When completing a §1031 exchange there are some little-known requirements that could potentially disqualify your tax-deferred transaction.  Here are a few that could put your exchange at risk.

Qualified Intermediary Selection

 

Someone who is acting as your agent at the time of the transaction is disqualified from acting as a Qualified Intermediary.  Who is considered an agent? Someone who has acted as your employee, attorney, accountant, investment banker or broker, or real estate agent within the two-year period ending on the date of transfer of the first relinquished property.
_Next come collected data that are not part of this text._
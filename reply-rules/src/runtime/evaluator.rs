//! # Evaluator 模块
//!
//! 在上下文上遍历 [`Script`]，选出一条回复。
//!
//! ## 选择顺序
//!
//! 1. 必选分支条件为真 → 返回其回复
//! 2. 按源码顺序检查备选分支，第一个为真的胜出
//! 3. 存在默认分支 → 返回默认回复
//! 4. 否则返回“无回复”（[`Outcome::reply`] 为 `None`）
//!
//! ## 求值规则
//!
//! - `AND`/`OR` 总是对两侧都求值，不短路
//! - 键不存在或值为 `Absent` 时比较结果为 `false`
//! - 类型不一致时：`!=` 为 `true`，其余运算符为 `false`
//! - 存在性检查：值不是 `Absent` 且不是空字符串；数字 0 也算存在
//!
//! 求值器不修改、不保留上下文。

use std::cmp::Ordering;

use serde::{Deserialize, Serialize};
use tracing::debug;

use crate::context::{EvalContext, Value};
use crate::error::EvalError;
use crate::script::{Branch, CompareOp, Condition, Literal, LogicOp, Script};

/// 求值结果
#[derive(Debug, Clone, PartialEq, Eq, Serialize, Deserialize)]
pub struct Outcome {
    pub scene: String,
    pub intent: String,
    /// 命中分支的回复原文；没有分支命中时为 `None`
    pub reply: Option<String>,
}

impl Outcome {
    /// 是否没有任何分支命中
    pub fn is_no_reply(&self) -> bool {
        self.reply.is_none()
    }

    /// 命中的回复，否则使用调用方提供的兜底文本
    pub fn reply_or<'a>(&'a self, fallback: &'a str) -> &'a str {
        self.reply.as_deref().unwrap_or(fallback)
    }
}

/// 对脚本求值
pub fn evaluate(script: &Script, ctx: &impl EvalContext) -> Result<Outcome, EvalError> {
    let reply = select_reply(script, ctx)?;
    debug!(
        scene = %script.scene.name,
        intent = %script.intent.name,
        matched = reply.is_some(),
        "脚本求值完成"
    );
    Ok(Outcome {
        scene: script.scene.name.clone(),
        intent: script.intent.name.clone(),
        reply: reply.map(str::to_string),
    })
}

fn select_reply<'s>(
    script: &'s Script,
    ctx: &impl EvalContext,
) -> Result<Option<&'s str>, EvalError> {
    let chain = &script.chain;
    let guarded = std::iter::once(&chain.primary).chain(chain.alternatives.iter());

    for (index, branch) in guarded.enumerate() {
        if branch_holds(branch, index, ctx)? {
            return Ok(Some(branch.reply.as_str()));
        }
    }

    Ok(chain.fallback.as_ref().map(|b| b.reply.as_str()))
}

fn branch_holds(branch: &Branch, index: usize, ctx: &impl EvalContext) -> Result<bool, EvalError> {
    let condition = branch
        .condition
        .as_ref()
        .ok_or(EvalError::MissingCondition { index })?;
    Ok(evaluate_condition(condition, ctx))
}

/// 对条件表达式求值
pub fn evaluate_condition(condition: &Condition, ctx: &impl EvalContext) -> bool {
    match condition {
        Condition::Logic { left, op, right } => {
            // 两侧都要求值
            let left = evaluate_condition(left, ctx);
            let right = evaluate_condition(right, ctx);
            match op {
                LogicOp::And => left & right,
                LogicOp::Or => left | right,
            }
        }
        Condition::Compare { ident, op, value } => match ctx.lookup(ident) {
            Some(actual) => compare(ident, actual, *op, value),
            None => false,
        },
        Condition::Exists { ident } => ctx.lookup(ident).is_some_and(Value::is_present),
    }
}

/// 比较上下文值与字面量
fn compare(ident: &str, actual: &Value, op: CompareOp, expected: &Literal) -> bool {
    let ordering = match (actual, expected) {
        (Value::Number(a), Literal::Number(b)) => a.partial_cmp(b),
        (Value::String(a), Literal::String(b)) => Some(a.as_str().cmp(b.as_str())),
        // 值为 Absent 与键不存在等价
        (Value::Absent, _) => return false,
        _ => {
            debug!(
                ident,
                actual = actual.type_name(),
                expected = %expected,
                "比较两侧类型不一致"
            );
            return op == CompareOp::Ne;
        }
    };

    match ordering {
        Some(ord) => apply(op, ord),
        // NaN 与任何数都不相等
        None => op == CompareOp::Ne,
    }
}

fn apply(op: CompareOp, ord: Ordering) -> bool {
    match op {
        CompareOp::Le => ord != Ordering::Greater,
        CompareOp::Ge => ord != Ordering::Less,
        CompareOp::Lt => ord == Ordering::Less,
        CompareOp::Gt => ord == Ordering::Greater,
        CompareOp::Eq => ord == Ordering::Equal,
        CompareOp::Ne => ord != Ordering::Equal,
    }
}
These persons are disqualified because they are presumed to be under the Taxpayer‘­s control.  Thus, the Taxpayer is deemed to have control of the exchange funds, otherwise known as “constructive receipt”. Constructive receipt by the Taxpayer invalidates the §1031 exchange. See here for exceptions to this rule.

 

If exchange funds are set aside or otherwise made available to you, it is also considered to be constructive receipt. Of course, if you actually receive the exchange funds you will invalidate your exchange.

 

Identification Deadlines

 

The most common reason an exchange fails is missed deadlines.  Potential replacement property(ies) must be identified by midnight of the 45th day after the relinquished property transfer.  Therefore, it is advisable to begin searching for the replacement property as soon as possible. In addition, the replacement property must be received by the taxpayer within the exchange period which ends on the earlier of 180 days from the date on which the taxpayer transfers the first relinquished property, or the due date for the taxpayer’s federal income tax return for the taxable year in which the transfer of the relinquished property occurs.  Extensions may be available for Taxpayers within a Presidentially Declared Disaster Area, or in active service in a combat zone. See here for exceptions to these deadlines.

 

Same Taxpayer Rule

 

Another mistake someone could inadvertently make would be to change the manner of holding title from the relinquished property to the replacement property. As a general rule, the same Taxpayer that transferred the relinquished property should be the same Taxpayer that acquires the replacement property. There are a variety of reasons you might want to change how title is held in an exchange and some changes are allowed, but you must be sure to talk it over with your tax advisor first. You can read further details on vesting title in a §1031 exchange, here.

 

Related Party Exchanges

 

You must also give serious consideration to any relationship you might have with the seller of the replacement property. Acquiring replacement property from a related party is potentially problematic, so the facts of the transaction should be reviewed by your tax advisor before proceeding.  The IRS could view the transaction as an abusive shift of basis between related parties resulting in tax avoidance and disallow the exchange.  Exchanges involving related parties are allowed, but both parties must hold their newly acquired properties for at least two years or both exchanges will fail.  For more information on exchanging with related parties, click here.

 

First American Exchange has helped thousands of taxpayers successfully complete even the most difficult transactions. While we don’t provide tax or legal advice, we make it our business to keep you informed of your exchange deadlines and other potential pitfalls that could jeopardize your exchange.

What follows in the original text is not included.